コミュニケーションや記録のために我々が日常的に使用する漢字。ご存知のとおり中国発祥で東アジア各国に伝播したものだが、歴史の中でその形はさまざまに変化している。今、SNS上で話題になっているのは100年以上前の日本で使用されていたある漢字の書き方。

「戸籍辿ってたら、まったく見たことのない漢字が出てきたんだけど何これ…………。」と件の漢字を紹介したのはにゃんだーすわんさん(@tadsan)。

「木」の下に「✕」を書いたこの漢字。現在、常用されているものにはこんな漢字は存在せず、いったいどう読めばいいのやら…にゃんだーすわんさんにお話を聞いた。

ーーこの字をご覧になった感想をあらためて。

にゃんだーすわん:学生の頃から漢字に関心があって調べていたので、略字については詳しくありませんでしたが、Unicodeに収録されていない字体の漢字が自分の先祖の戸籍から発見されたことは驚きでした。齋藤つめのは母方の祖母の祖母…私から見て4世代前の高祖母にあたり、明治20年(1887年)夕張郡登川村(現・夕張市)生まれのようです。1971年に84歳で亡くなっているので大往生だったと思います。

ーーこの字の正体は?

にゃんだーすわん:出身地の夕張市に従前戸籍を取り寄せましたところ、略字ではない「森」さんだったことは確定しています。本人が結婚前に略字の森を好んで使っていたかは戸籍の資料からは判断できません。

また、この漢字がUnicodeや戸籍統一文字に含まれていないことは判明していますが、ツイートの後に資料を2冊購入しまして、この字体がこの戸籍だけにに固有の文字ではなく実際に用いられたことがあるものだということは確認できました。
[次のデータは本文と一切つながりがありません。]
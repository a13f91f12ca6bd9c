//! Run configuration.
//!
//! Defaults reproduce the Sant Cugat deployment: one depot and four zones
//! declared in priority order, each with its nominal route line.

use std::collections::HashSet;
use std::fs;
use std::path::{Path, PathBuf};

use serde::{Deserialize, Serialize};
use tracing::warn;

use crate::error::ConfigError;
use crate::geocode::{API_KEY_ENV, GeocoderConfig};
use crate::model::Coordinate;
use crate::normalize::NormalizerConfig;
use crate::polyline::Polyline;
use crate::resolver::ResolverOptions;
use crate::solver::TourOptions;
use crate::zones::{DEFAULT_FALLBACK_ZONE, Zone};

/// Route ordering strategy.
#[derive(Debug, Clone, Copy, PartialEq, Eq, Default, Serialize, Deserialize, clap::ValueEnum)]
#[serde(rename_all = "lowercase")]
pub enum Strategy {
    /// Shortest open path from the depot.
    Tour,
    /// Follow each zone's nominal route line.
    #[default]
    Line,
}

#[derive(Debug, Clone, PartialEq, Serialize, Deserialize)]
pub struct Depot {
    pub coordinate: Coordinate,
    pub address: String,
}

#[derive(Debug, Clone, Serialize, Deserialize)]
#[serde(default)]
pub struct Config {
    pub depot: Depot,
    /// Zones in priority order. The first containing polygon wins.
    pub zones: Vec<Zone>,
    pub fallback_zone: String,
    /// Rows whose filter column equals this marker (case-insensitive) are skipped.
    pub exclusion_marker: Option<String>,
    pub cache_path: PathBuf,
    pub strategy: Strategy,
    pub geocoder: GeocoderConfig,
    pub resolver: ResolverOptions,
    pub tour: TourOptions,
    pub normalizer: NormalizerConfig,
}

impl Default for Config {
    fn default() -> Self {
        Self {
            depot: Depot {
                coordinate: Coordinate::new(41.47855, 2.07228),
                address: "CARRER DE SOLSONA 22, SANT CUGAT DEL VALLES 08173".to_string(),
            },
            zones: default_zones(),
            fallback_zone: DEFAULT_FALLBACK_ZONE.to_string(),
            exclusion_marker: None,
            cache_path: PathBuf::from("geocoding_cache.json"),
            strategy: Strategy::default(),
            geocoder: GeocoderConfig::default(),
            resolver: ResolverOptions::default(),
            tour: TourOptions::default(),
            normalizer: NormalizerConfig {
                locality: Some("SANT CUGAT DEL VALLES".to_string()),
                locality_overrides: vec!["VALLDOREIX".to_string()],
            },
        }
    }
}

impl Config {
    /// Reads a JSON config file. Missing fields take their defaults.
    pub fn load(path: impl AsRef<Path>) -> Result<Self, ConfigError> {
        let path = path.as_ref();
        let data = fs::read_to_string(path).map_err(|source| ConfigError::Read {
            path: path.to_path_buf(),
            source,
        })?;
        let config: Config = serde_json::from_str(&data)?;
        config.validate()?;
        Ok(config)
    }

    /// Takes the provider API key from the environment when it is set.
    pub fn with_env_overrides(mut self) -> Self {
        if let Ok(key) = std::env::var(API_KEY_ENV) {
            if !key.is_empty() {
                self.geocoder.api_key = key;
            }
        }
        self
    }

    /// Rejects configurations that cannot classify or order points.
    pub fn validate(&self) -> Result<(), ConfigError> {
        if !self.depot.coordinate.is_finite() {
            return Err(ConfigError::NonFiniteCoordinate("depot".to_string()));
        }
        let mut names = HashSet::new();
        for zone in &self.zones {
            if zone.polygon.len() < 3 {
                return Err(ConfigError::DegeneratePolygon(zone.name.clone()));
            }
            let route_points = zone.route.as_ref().map(Polyline::points).unwrap_or_default();
            if !zone.polygon.iter().chain(route_points).all(Coordinate::is_finite) {
                return Err(ConfigError::NonFiniteCoordinate(format!("zone {}", zone.name)));
            }
            if !names.insert(zone.name.as_str()) || zone.name == self.fallback_zone {
                return Err(ConfigError::DuplicateZone(zone.name.clone()));
            }
            if let Some(first) = zone.route.as_ref().and_then(|route| route.points().first()) {
                if *first != self.depot.coordinate {
                    warn!(zone = %zone.name, "route line does not start at the depot");
                }
            }
        }
        if self.resolver.workers == 0 {
            return Err(ConfigError::NoWorkers);
        }
        Ok(())
    }
}

fn ring(points: &[(f64, f64)]) -> Vec<Coordinate> {
    points.iter().copied().map(Coordinate::from).collect()
}

fn default_zones() -> Vec<Zone> {
    vec![
        Zone::new(
            "Indust",
            ring(&[
                (41.47965, 2.07387),
                (41.49077, 2.07591),
                (41.49193, 2.08694),
                (41.47682, 2.10226),
                (41.47181, 2.09789),
                (41.47386, 2.09179),
                (41.47603, 2.0909),
                (41.47589, 2.08279),
            ]),
        )
        .with_route(Polyline::from(vec![
            (41.47855, 2.07228),
            (41.47984, 2.07411),
            (41.4769, 2.08276),
            (41.47755, 2.08434),
            (41.48003, 2.08117),
            (41.48145, 2.08552),
            (41.48341, 2.08415),
            (41.485, 2.08743),
            (41.48167, 2.09179),
            (41.47942, 2.09157),
            (41.47696, 2.09584),
            (41.47596, 2.09546),
            (41.47575, 2.09775),
            (41.4737, 2.09726),
            (41.47402, 2.09166),
            (41.47632, 2.09048),
            (41.47707, 2.08803),
        ])),
        Zone::new(
            "Centre",
            ring(&[
                (41.47965, 2.07387),
                (41.47589, 2.08279),
                (41.47603, 2.0909),
                (41.47386, 2.09179),
                (41.47181, 2.09789),
                (41.45823, 2.08887),
                (41.46548, 2.07734),
                (41.46705, 2.07794),
                (41.46837, 2.07834),
                (41.47356, 2.07736),
            ]),
        )
        .with_route(Polyline::from(vec![
            (41.47855, 2.07228),
            (41.47000, 2.08500),
            (41.46000, 2.08500),
        ])),
        Zone::new(
            "MiraEst",
            ring(&[
                (41.47965, 2.07387),
                (41.47356, 2.07736),
                (41.46837, 2.07834),
                (41.46705, 2.07794),
                (41.464, 2.07437),
                (41.45739, 2.08844),
                (41.45, 2.08671),
                (41.45296, 2.06534),
                (41.45903, 2.0647),
                (41.47744, 2.06418),
                (41.47699, 2.04356),
                (41.50087, 2.05476),
                (41.50133, 2.07809),
                (41.49077, 2.07591),
            ]),
        )
        .with_route(Polyline::from(vec![
            (41.47855, 2.07228),
            (41.47000, 2.06500),
            (41.45500, 2.07000),
        ])),
        Zone::new(
            "Mira",
            ring(&[
                (41.47699, 2.04356),
                (41.47744, 2.06418),
                (41.45903, 2.0647),
                (41.45296, 2.06534),
                (41.45264, 2.0254),
                (41.47495, 2.02771),
            ]),
        )
        .with_route(Polyline::from(vec![
            (41.47855, 2.07228),
            (41.46500, 2.05000),
            (41.45500, 2.03500),
        ])),
    ]
}
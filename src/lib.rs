//! courier-routes: delivery route construction for bicycle couriers.
//!
//! Raw delivery rows are geocoded through a persistent cache, split into
//! geographic zones and ordered per zone into a visiting sequence.

pub mod cache;
pub mod config;
pub mod error;
pub mod geocode;
pub mod metric;
pub mod model;
pub mod normalize;
pub mod ordering;
pub mod pipeline;
pub mod polyline;
pub mod projection;
pub mod resolver;
pub mod solver;
pub mod traits;
pub mod zones;
//! Batch address resolution.
//!
//! Cache hits are answered locally. Misses go to the provider on a bounded
//! worker pool, a sub-batch at a time. Results are merged by coordinate in
//! first-seen address order, so the outcome does not depend on which worker
//! finished first.

use std::collections::{HashMap, HashSet};
use std::thread;
use std::time::Duration;

use rayon::prelude::*;
use serde::{Deserialize, Serialize};
use tracing::{debug, info, warn};

use crate::cache::{GeocodeCache, Lookup};
use crate::error::PipelineError;
use crate::model::{Address, Coordinate, DeliveryPoint, ParcelRef, UnresolvedAddress};
use crate::traits::Geocoder;

#[derive(Debug, Clone, Serialize, Deserialize)]
#[serde(default)]
pub struct ResolverOptions {
    /// Concurrent provider calls, also the sub-batch size.
    pub workers: usize,
    /// Pause after each sub-batch of provider calls.
    pub pause_ms: u64,
}

impl Default for ResolverOptions {
    fn default() -> Self {
        Self {
            workers: 10,
            pause_ms: 100,
        }
    }
}

#[derive(Debug, Clone, Copy, PartialEq, Eq, Default)]
pub struct ResolutionStats {
    pub unique_addresses: usize,
    pub cache_hits: usize,
    pub cache_misses: usize,
    /// Addresses folded into an existing point because of a shared coordinate.
    pub merged_duplicates: usize,
}

#[derive(Debug, Clone, Default)]
pub struct Resolution {
    pub points: Vec<DeliveryPoint>,
    pub unresolved: Vec<UnresolvedAddress>,
    pub stats: ResolutionStats,
}

enum Outcome {
    Found(Coordinate),
    NotFound,
    Failed,
}

/// Turns normalized addresses into delivery points using the cache first
/// and the provider for misses.
pub struct GeocodeResolver<'a, G: Geocoder> {
    geocoder: &'a G,
    cache: &'a GeocodeCache,
    options: ResolverOptions,
}

impl<'a, G: Geocoder> GeocodeResolver<'a, G> {
    /// Creates a resolver over a shared cache.
    pub fn new(geocoder: &'a G, cache: &'a GeocodeCache, options: ResolverOptions) -> Self {
        Self {
            geocoder,
            cache,
            options,
        }
    }

    /// Resolves `addresses` into delivery points.
    ///
    /// Repeated addresses are looked up once. Parcel refs are taken from
    /// `parcel_refs` per unique address.
    pub fn resolve(
        &self,
        addresses: &[Address],
        parcel_refs: &HashMap<Address, Vec<ParcelRef>>,
    ) -> Result<Resolution, PipelineError> {
        let unique = dedupe(addresses);
        let mut stats = ResolutionStats {
            unique_addresses: unique.len(),
            ..ResolutionStats::default()
        };

        let mut outcomes: HashMap<&str, Outcome> = HashMap::with_capacity(unique.len());
        let mut misses: Vec<&str> = Vec::new();
        for &address in &unique {
            match self.cache.get(address) {
                Lookup::Resolved(coordinate) => {
                    outcomes.insert(address, Outcome::Found(coordinate));
                }
                Lookup::NotFound => {
                    outcomes.insert(address, Outcome::NotFound);
                }
                Lookup::Unknown => misses.push(address),
            }
        }
        stats.cache_hits = unique.len() - misses.len();
        stats.cache_misses = misses.len();
        info!(
            hits = stats.cache_hits,
            misses = stats.cache_misses,
            "geocode cache consulted"
        );

        if !misses.is_empty() {
            let fetched = self.geocode_misses(&misses)?;
            // Failed calls leave the cache untouched.
            let written = fetched
                .iter()
                .filter(|(_, outcome)| !matches!(outcome, Outcome::Failed))
                .count();
            outcomes.extend(fetched);
            if written > 0 {
                if let Err(err) = self.cache.flush() {
                    warn!(error = %err, "failed to persist geocode cache");
                }
            }
        }

        let mut points: Vec<DeliveryPoint> = Vec::new();
        let mut by_coordinate: HashMap<(u64, u64), usize> = HashMap::new();
        let mut unresolved = Vec::new();
        for &address in &unique {
            let refs = parcel_refs.get(address).map(Vec::as_slice).unwrap_or_default();
            match outcomes.get(address) {
                Some(Outcome::Found(coordinate)) => match by_coordinate.get(&coordinate.key()) {
                    Some(&index) => {
                        points[index].add_parcels(refs.iter().cloned());
                        stats.merged_duplicates += 1;
                        debug!(address, kept = %points[index].address, "merged duplicate coordinate");
                    }
                    None => {
                        by_coordinate.insert(coordinate.key(), points.len());
                        points.push(DeliveryPoint::new(*coordinate, address).with_parcels(refs.iter().cloned()));
                    }
                },
                _ => unresolved.push(UnresolvedAddress {
                    address: address.to_string(),
                    parcel_refs: refs.to_vec(),
                }),
            }
        }

        if stats.merged_duplicates > 0 {
            info!(merged = stats.merged_duplicates, "addresses shared a delivery point");
        }
        if !unresolved.is_empty() {
            warn!(count = unresolved.len(), "addresses could not be resolved");
        }

        Ok(Resolution {
            points,
            unresolved,
            stats,
        })
    }

    /// Geocodes cache misses on a pool of `workers` threads.
    ///
    /// Every definitive answer is written to the cache as it arrives. Failed
    /// calls are not cached so they are retried on the next run.
    fn geocode_misses<'m>(&self, misses: &[&'m str]) -> Result<Vec<(&'m str, Outcome)>, PipelineError> {
        let workers = self.options.workers.max(1);
        let pool = rayon::ThreadPoolBuilder::new()
            .num_threads(workers)
            .thread_name(|index| format!("geocode-{}", index))
            .build()?;
        let pause = Duration::from_millis(self.options.pause_ms);
        let batches = misses.len().div_ceil(workers);

        let mut results = Vec::with_capacity(misses.len());
        for (batch_index, batch) in misses.chunks(workers).enumerate() {
            let outcomes: Vec<(&str, Outcome)> = pool.install(|| {
                batch
                    .par_iter()
                    .map(|address| (*address, self.lookup(address)))
                    .collect()
            });
            results.extend(outcomes);

            if !pause.is_zero() && batch_index + 1 < batches {
                thread::sleep(pause);
            }
        }
        Ok(results)
    }

    fn lookup(&self, address: &str) -> Outcome {
        match self.geocoder.geocode(address) {
            Ok(Some(coordinate)) => {
                self.cache.put(address, Some(coordinate));
                Outcome::Found(coordinate)
            }
            Ok(None) => {
                self.cache.put(address, None);
                debug!(address, "provider found no match");
                Outcome::NotFound
            }
            Err(err) => {
                warn!(address, error = %err, "geocoding call failed");
                Outcome::Failed
            }
        }
    }
}

fn dedupe(addresses: &[Address]) -> Vec<&str> {
    let mut seen = HashSet::with_capacity(addresses.len());
    addresses
        .iter()
        .map(String::as_str)
        .filter(|address| seen.insert(*address))
        .collect()
}
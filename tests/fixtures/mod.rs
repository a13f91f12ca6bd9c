//! Test fixtures for courier-routes.
//!
//! Provides realistic test data including:
//! - Sant Cugat del Vallès delivery locations, one group per configured zone
//! - A scripted geocoder that records every provider call

#![allow(dead_code)]

pub mod sant_cugat_locations;

pub use sant_cugat_locations::*;

use std::collections::HashMap;
use std::sync::Mutex;
use std::sync::atomic::{AtomicUsize, Ordering};
use std::thread;
use std::time::Duration;

use courier_routes::error::GeocodeError;
use courier_routes::model::Coordinate;
use courier_routes::traits::Geocoder;

#[derive(Debug, Clone)]
enum Answer {
    Found(Coordinate),
    NoMatch,
    Fail(u16),
}

/// Geocoder with canned answers. Unknown addresses answer "no match".
#[derive(Debug, Default)]
pub struct FakeGeocoder {
    answers: HashMap<String, Answer>,
    calls: AtomicUsize,
    seen: Mutex<Vec<String>>,
    latency: Duration,
    in_flight: AtomicUsize,
    peak_in_flight: AtomicUsize,
}

impl FakeGeocoder {
    pub fn new() -> Self {
        Self::default()
    }

    pub fn with(mut self, address: &str, lat: f64, lng: f64) -> Self {
        self.answers
            .insert(address.to_string(), Answer::Found(Coordinate::new(lat, lng)));
        self
    }

    pub fn at(self, address: &str, location: &Location) -> Self {
        self.with(address, location.lat, location.lng)
    }

    pub fn no_match(mut self, address: &str) -> Self {
        self.answers.insert(address.to_string(), Answer::NoMatch);
        self
    }

    pub fn failing(mut self, address: &str, status: u16) -> Self {
        self.answers.insert(address.to_string(), Answer::Fail(status));
        self
    }

    /// Makes every call take at least `millis`.
    pub fn with_latency(mut self, millis: u64) -> Self {
        self.latency = Duration::from_millis(millis);
        self
    }

    /// Most calls ever running at the same time.
    pub fn peak_in_flight(&self) -> usize {
        self.peak_in_flight.load(Ordering::SeqCst)
    }

    pub fn calls(&self) -> usize {
        self.calls.load(Ordering::SeqCst)
    }

    /// Addresses sent to the provider, sorted.
    pub fn called_with(&self) -> Vec<String> {
        let mut seen = self.seen.lock().unwrap().clone();
        seen.sort();
        seen
    }
}

impl Geocoder for FakeGeocoder {
    fn geocode(&self, address: &str) -> Result<Option<Coordinate>, GeocodeError> {
        self.calls.fetch_add(1, Ordering::SeqCst);
        self.seen.lock().unwrap().push(address.to_string());
        let running = self.in_flight.fetch_add(1, Ordering::SeqCst) + 1;
        self.peak_in_flight.fetch_max(running, Ordering::SeqCst);
        if !self.latency.is_zero() {
            thread::sleep(self.latency);
        }
        self.in_flight.fetch_sub(1, Ordering::SeqCst);

        match self.answers.get(address) {
            Some(Answer::Found(coordinate)) => Ok(Some(*coordinate)),
            Some(Answer::Fail(status)) => Err(GeocodeError::Http(*status)),
            Some(Answer::NoMatch) | None => Ok(None),
        }
    }
}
戸籍は手書きで管理されてきた文書なので、単純な誤字や役場の担当者の文字の書き癖が反映されてしまっていることが知られています。戸籍に特別な漢字が記載されていたからといってそれが正式な表記だとは限らず、戸籍に記載されていた漢字もつめのさんが自分で書いた表記かはよくわかりません。これは書籍の資料にあたってからわかったことなのですが、「森」の略字は過去の法務省通達の『誤字・俗字・正字一覧表』には記載されていました。平成の戸籍システム電算化を経てこのような戸籍に残る俗字や略字は一般的な字体に統合されていったようです。戸籍統一文字に収録されていないということは、生きている戸籍にはこの略字は修正されて残っておらず、本名としてこの漢字を使用している人は現存しない可能性がかなり高そうです。 

ーー投稿への反響について。

にゃんだーすわん:漢字の正体がわかったあとの反響としては、実際に名前の漢字の異体字・表記揺れに悩まされた人の声が漏れ聞こえてきました。私の場合は高祖母の旧姓としての記載だったので子孫の名字として受け継がれることはありませんでしたが、100年以上前の戸籍から漢字が「化ける」瞬間を捉えられたことは興味深く思いました。仄聞するに、戸籍や住民票に一般的ではない文字が含まれているとマイナンバーカードに含まれる代替文字によって期待通りのサービスが受けられない事例が散見されるようです。行政のデジタル化は国民全体の利益になるものと信じておりますので、このような漢字の字体差によって生活の不便が生じることがないように期待しています。

   ◇   ◇

SNSユーザー達から数々の驚きの声が寄せられた今回の投稿。みなさんの身近にも同じような事例はないだろうか。